A source says "the Hellenistic gold coinage of Ephesus is uniformly very rare. Certain other issues such as the present example appear to be part of extraordinary issue of gold struck in conjunction with an extremely rare gold stater type of Magnesia in the mid-second century. The style and fabric of both issues seem consistent with an emergency issue struck to meet an immediate expense." NGC has certified 20 of these in all conditions.
This coin is struck from the same obverse die as two other staters that Jenkins was able to securely date to 122/1 BC and 121/0 BC, so he assumed that this issue, with thymiaterion must belong to the years adjacent to these (see Jenkins, Hellenistic, p. 184).

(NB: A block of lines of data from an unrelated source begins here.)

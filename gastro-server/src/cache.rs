//! In-process cache of the dish groups in use
//!
//! The ordering page lists the groups that have at least one dish. Entries
//! live for an hour and are dropped whenever a dish is written through the
//! back office.

use std::sync::Arc;
use std::time::Duration;

use shared::models::DishGroup;
use sqlx::PgPool;
use tokio::sync::RwLock;
use tokio::time::Instant;

use crate::db;
use crate::error::ServiceResult;

const CACHE_TTL: Duration = Duration::from_secs(3600);

struct CacheEntry {
    groups: Vec<DishGroup>,
    expires_at: Instant,
}

#[derive(Clone)]
pub struct GroupCache {
    entry: Arc<RwLock<Option<CacheEntry>>>,
    ttl: Duration,
}

impl Default for GroupCache {
    fn default() -> Self {
        Self::new()
    }
}

impl GroupCache {
    pub fn new() -> Self {
        Self::with_ttl(CACHE_TTL)
    }

    pub fn with_ttl(ttl: Duration) -> Self {
        Self {
            entry: Arc::new(RwLock::new(None)),
            ttl,
        }
    }

    /// Cached groups if still fresh
    pub async fn get(&self) -> Option<Vec<DishGroup>> {
        let entry = self.entry.read().await;
        entry
            .as_ref()
            .filter(|e| e.expires_at > Instant::now())
            .map(|e| e.groups.clone())
    }

    pub async fn put(&self, groups: Vec<DishGroup>) {
        let mut entry = self.entry.write().await;
        *entry = Some(CacheEntry {
            groups,
            expires_at: Instant::now() + self.ttl,
        });
    }

    pub async fn invalidate(&self) {
        self.entry.write().await.take();
    }

    /// Cached groups, loading from the database on a miss
    pub async fn get_or_load(&self, pool: &PgPool) -> ServiceResult<Vec<DishGroup>> {
        if let Some(groups) = self.get().await {
            return Ok(groups);
        }
        let groups = db::dishes::groups_in_use(pool).await?;
        tracing::debug!(count = groups.len(), "Dish group cache refreshed");
        self.put(groups.clone()).await;
        Ok(groups)
    }
}

#[cfg(test)]
mod tests {
    use super::*;

    #[tokio::test]
    async fn test_put_then_get() {
        let cache = GroupCache::new();
        assert!(cache.get().await.is_none());
        cache.put(vec![DishGroup::Carne, DishGroup::Pescado]).await;
        assert_eq!(
            cache.get().await,
            Some(vec![DishGroup::Carne, DishGroup::Pescado])
        );
    }

    #[tokio::test]
    async fn test_invalidate() {
        let cache = GroupCache::new();
        cache.put(vec![DishGroup::Otros]).await;
        cache.invalidate().await;
        assert!(cache.get().await.is_none());
    }

    #[tokio::test(start_paused = true)]
    async fn test_entry_expires() {
        let cache = GroupCache::with_ttl(Duration::from_secs(60));
        cache.put(vec![DishGroup::Tortillas]).await;
        tokio::time::advance(Duration::from_secs(61)).await;
        assert!(cache.get().await.is_none());
    }
}
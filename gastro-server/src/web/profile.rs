//! Client profile form (`/info`)

use axum::extract::{Extension, Form, State};
use axum::response::IntoResponse;
use serde::{Deserialize, Serialize};
use shared::error::{AppError, ErrorCode};
use shared::models::ClientCreate;
use tower_cookies::Cookies;

use super::flash::{FlashData, redirect_with};
use super::{PageResult, base_context, render};
use crate::auth::CurrentUser;
use crate::db::{clients, companies};
use crate::error::ServiceError;
use crate::state::AppState;

const INVALID_VALUES: &str = "Ingrese valores validos";

/// Profile form as posted by the browser; every field arrives as text
#[derive(Debug, Clone, Default, Serialize, Deserialize)]
pub struct ProfileForm {
    #[serde(default)]
    pub full_name: String,
    pub company_id: Option<String>,
    /// Checkbox: present ("on") when ticked
    pub is_private: Option<String>,
    pub private_address: Option<String>,
    pub phone: Option<String>,
    pub national_id: Option<String>,
    pub email: Option<String>,
}

impl ProfileForm {
    fn into_client(self) -> Result<ClientCreate, AppError> {
        let company_id = match self.company_id.as_deref().map(str::trim) {
            None | Some("") => None,
            Some(raw) => Some(raw.parse::<i64>().map_err(|_| {
                AppError::new(ErrorCode::InvalidFormat).with_detail("field", "company_id")
            })?),
        };
        Ok(ClientCreate {
            user_id: None,
            full_name: self.full_name,
            important: None,
            company_id,
            is_private: Some(self.is_private.is_some()),
            private_address: self.private_address,
            phone: self.phone,
            national_id: self.national_id,
            email: self.email,
        })
    }
}

async fn form_page(
    state: &AppState,
    cookies: &Cookies,
    user: &CurrentUser,
    form: Option<&ProfileForm>,
    error: Option<&str>,
) -> PageResult {
    let mut ctx = base_context(cookies, Some(user));
    ctx.insert("companies", &companies::list(&state.pool).await?);
    match form {
        Some(form) => ctx.insert("form", form),
        None => {
            if let Some(client) = clients::find_by_user(&state.pool, user.user_id).await? {
                ctx.insert("client", &client);
            }
        }
    }
    if let Some(error) = error {
        ctx.insert("error", error);
    }
    render(state, "info.html.tera", &ctx)
}

/// GET /info
pub async fn info_page(
    State(state): State<AppState>,
    Extension(user): Extension<CurrentUser>,
    cookies: Cookies,
) -> PageResult {
    form_page(&state, &cookies, &user, None, None).await
}

/// POST /info
pub async fn save_info(
    State(state): State<AppState>,
    Extension(user): Extension<CurrentUser>,
    cookies: Cookies,
    Form(form): Form<ProfileForm>,
) -> PageResult {
    let data = match form.clone().into_client() {
        Ok(data) => data,
        Err(_) => {
            return form_page(&state, &cookies, &user, Some(&form), Some(INVALID_VALUES)).await;
        }
    };

    match clients::save_profile(&state.pool, user.user_id, &data).await {
        Ok(_) => {
            let flash = FlashData::success("Perfil guardado.");
            Ok(redirect_with(&cookies, "/main", flash).into_response())
        }
        Err(ServiceError::App(err)) if err.is_user_facing() => {
            tracing::debug!(user_id = user.user_id, code = ?err.code, "Profile rejected");
            form_page(&state, &cookies, &user, Some(&form), Some(INVALID_VALUES)).await
        }
        Err(e) => Err(e.into()),
    }
}
//! Cart endpoints; every operation is scoped to the caller's own items

use axum::Json;
use axum::extract::{Extension, Path, State};
use rust_decimal::Decimal;
use serde::Serialize;
use shared::error::ApiResponse;
use shared::models::{CartItem, CartItemCreate, CartItemUpdate, CartSummary, Weekday};

use super::ApiResult;
use crate::auth::CurrentUser;
use crate::db::cart;
use crate::state::AppState;

#[derive(Serialize)]
pub struct TotalResponse {
    pub total: Decimal,
}

#[derive(Serialize)]
pub struct ClearResponse {
    pub removed: u64,
}

pub async fn list(
    State(state): State<AppState>,
    Extension(user): Extension<CurrentUser>,
) -> ApiResult<Vec<CartItem>> {
    Ok(Json(cart::list_for_user(&state.pool, user.user_id).await?))
}

/// POST /api/cart. Quantity defaults to 1, weekday to Monday.
pub async fn create(
    State(state): State<AppState>,
    Extension(user): Extension<CurrentUser>,
    Json(data): Json<CartItemCreate>,
) -> ApiResult<CartItem> {
    let item = cart::add(
        &state.pool,
        user.user_id,
        data.dish_id,
        data.quantity.unwrap_or(1),
        data.weekday.unwrap_or(Weekday::Lun),
    )
    .await?;
    Ok(Json(item))
}

pub async fn get(
    State(state): State<AppState>,
    Extension(user): Extension<CurrentUser>,
    Path(id): Path<i64>,
) -> ApiResult<CartItem> {
    Ok(Json(cart::get(&state.pool, id, Some(user.user_id)).await?))
}

pub async fn update(
    State(state): State<AppState>,
    Extension(user): Extension<CurrentUser>,
    Path(id): Path<i64>,
    Json(data): Json<CartItemUpdate>,
) -> ApiResult<CartItem> {
    Ok(Json(cart::update(&state.pool, id, Some(user.user_id), &data).await?))
}

pub async fn remove(
    State(state): State<AppState>,
    Extension(user): Extension<CurrentUser>,
    Path(id): Path<i64>,
) -> ApiResult<ApiResponse> {
    cart::remove(&state.pool, id, Some(user.user_id)).await?;
    Ok(Json(ApiResponse::ok()))
}

/// GET /api/cart/summary
pub async fn summary(
    State(state): State<AppState>,
    Extension(user): Extension<CurrentUser>,
) -> ApiResult<CartSummary> {
    let items = cart::list_for_user(&state.pool, user.user_id).await?;
    Ok(Json(CartSummary::from_items(&items)))
}

/// GET /api/cart/total
pub async fn total(
    State(state): State<AppState>,
    Extension(user): Extension<CurrentUser>,
) -> ApiResult<TotalResponse> {
    let total = cart::total(&state.pool, user.user_id).await?;
    Ok(Json(TotalResponse { total }))
}

/// DELETE /api/cart/clear
pub async fn clear(
    State(state): State<AppState>,
    Extension(user): Extension<CurrentUser>,
) -> ApiResult<ClearResponse> {
    let removed = cart::clear(&state.pool, user.user_id).await?;
    Ok(Json(ClearResponse { removed }))
}
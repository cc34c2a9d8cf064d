//! Ordering weekdays

use serde::{Deserialize, Serialize};
use std::fmt;
use std::str::FromStr;

use crate::error::{AppError, ErrorCode};

/// Day of the week a dish is offered or delivered on.
///
/// Sunday is not an ordering day. Declaration order is Monday..Saturday and
/// matches the database enum, so `ORDER BY` on the column sorts by day.
#[derive(
    Debug, Clone, Copy, Default, PartialEq, Eq, Hash, PartialOrd, Ord, Serialize, Deserialize,
)]
#[serde(rename_all = "UPPERCASE")]
#[cfg_attr(feature = "db", derive(sqlx::Type))]
#[cfg_attr(feature = "db", sqlx(type_name = "weekday", rename_all = "UPPERCASE"))]
pub enum Weekday {
    #[default]
    Lun,
    Mar,
    Mie,
    Jue,
    Vie,
    Sab,
}

impl Weekday {
    pub const ALL: [Weekday; 6] = [
        Weekday::Lun,
        Weekday::Mar,
        Weekday::Mie,
        Weekday::Jue,
        Weekday::Vie,
        Weekday::Sab,
    ];

    /// Three-letter code used in URLs and storage
    pub const fn code(&self) -> &'static str {
        match self {
            Weekday::Lun => "LUN",
            Weekday::Mar => "MAR",
            Weekday::Mie => "MIE",
            Weekday::Jue => "JUE",
            Weekday::Vie => "VIE",
            Weekday::Sab => "SAB",
        }
    }

    pub const fn display_name(&self) -> &'static str {
        match self {
            Weekday::Lun => "Lunes",
            Weekday::Mar => "Martes",
            Weekday::Mie => "Miércoles",
            Weekday::Jue => "Jueves",
            Weekday::Vie => "Viernes",
            Weekday::Sab => "Sábado",
        }
    }

    /// Zero-based position, Monday = 0
    pub const fn index(&self) -> usize {
        *self as usize
    }
}

impl fmt::Display for Weekday {
    fn fmt(&self, f: &mut fmt::Formatter<'_>) -> fmt::Result {
        f.write_str(self.code())
    }
}

impl FromStr for Weekday {
    type Err = AppError;

    fn from_str(s: &str) -> Result<Self, Self::Err> {
        let code = s.trim().to_ascii_uppercase();
        Weekday::ALL
            .into_iter()
            .find(|d| d.code() == code)
            .ok_or_else(|| {
                AppError::with_message(ErrorCode::InvalidWeekday, format!("Invalid weekday: {s}"))
            })
    }
}

/// Weekday option for select lists and tab bars in templates
#[derive(Debug, Clone, Serialize)]
pub struct WeekdayOption {
    pub code: &'static str,
    pub name: &'static str,
}

impl From<Weekday> for WeekdayOption {
    fn from(day: Weekday) -> Self {
        Self {
            code: day.code(),
            name: day.display_name(),
        }
    }
}

#[cfg(test)]
mod tests {
    use super::*;

    #[test]
    fn test_parse_codes() {
        assert_eq!("LUN".parse::<Weekday>().unwrap(), Weekday::Lun);
        assert_eq!("mie".parse::<Weekday>().unwrap(), Weekday::Mie);
        assert_eq!(" SAB ".parse::<Weekday>().unwrap(), Weekday::Sab);
    }

    #[test]
    fn test_parse_rejects_sunday_and_garbage() {
        let err = "DOM".parse::<Weekday>().unwrap_err();
        assert_eq!(err.code, ErrorCode::InvalidWeekday);
        assert!("".parse::<Weekday>().is_err());
    }

    #[test]
    fn test_display_names() {
        assert_eq!(Weekday::Mie.display_name(), "Miércoles");
        assert_eq!(Weekday::Sab.display_name(), "Sábado");
        assert_eq!(Weekday::Lun.to_string(), "LUN");
    }

    #[test]
    fn test_ordering_is_monday_first() {
        let mut days = vec![Weekday::Sab, Weekday::Lun, Weekday::Jue];
        days.sort();
        assert_eq!(days, vec![Weekday::Lun, Weekday::Jue, Weekday::Sab]);
        assert_eq!(Weekday::Vie.index(), 4);
    }

    #[test]
    fn test_serde_uses_codes() {
        assert_eq!(serde_json::to_string(&Weekday::Jue).unwrap(), "\"JUE\"");
        let day: Weekday = serde_json::from_str("\"VIE\"").unwrap();
        assert_eq!(day, Weekday::Vie);
    }
}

The reverse of this coin depicts the famous cult statue of Ephesian Artemis, housed in the great temple of Artemis that is considered one of the Seven Wonders of the Ancient World. The original image of the goddess was a wooden xoanon that had represented a pre-Hellenic goddess who the Greeks later equated with Artemis. This first image, which was kept decorated with jewelry, was possibly lost in a flood in the 8th or 7th century which destroyed the temple; excavations have discovered the tear-shaped amber drops of elliptical cross-section which must have dressed it. In circa 550 BC, when reconstruction of the temple was begun (partly financed by Kroisos), it was undertaken in grand style and was supposedly the first Greek temple to be built of marble. The wooden xoanon was replaced by a new ebony or grapewood statue sculpted by Enoidos, which presumably survived until the temple was again destroyed, this time by an act of arson on the part of one Herostratos. The second destruction of the temple coincided with the birth of Alexander the Great; Plutarch later noted that Artemis was too preoccupied with Alexander's delivery to save her burning temple.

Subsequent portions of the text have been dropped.